You want to use Vedic when you are referring to one particular Indian religion/belief system. It is one of the dominant ones in India, but not the only belief system in “Hinduism”.

The Vedas are a corpus of finest and most respected of the Indian texts that are often divided into 4 books — Rig, Yajur, Sama, Atharva. They are primarily centered on rituals. Each of these books have different parts — Samhita [mantras], Aranyaka[experiments and ceremonies], Brahmana [commentary] and Upanishads[philosophy].
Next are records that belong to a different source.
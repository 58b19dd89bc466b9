//! Wire format of the exchange.
//!
//! Two message shapes cross the channel, in this order:
//!
//! 1. the parameter pair, 16 bytes: `modulus || generator`
//! 2. one public value per party, 8 bytes each
//!
//! Every integer is an unsigned 64-bit little-endian value. Message
//! boundaries are implied by the fixed lengths, so the channel must deliver
//! bytes exactly and in order (a TCP stream does).

mod codec;

pub use codec::*;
Connected to these are 6 Vedangas [studies of grammar, poetry, astrology etc], 4 Upavedas [study of archery, medicine, music and architecture] and Vedanta [a school of philosophy].

If you are talking about these particular things, then you want to refer to it as Vedic. We often refer to scholars and priests whose career is made around study of Vedas as Vedic.

If you want to use other aspects of Indian culture then use the word Hindu, which in the past was the synonym for Indian.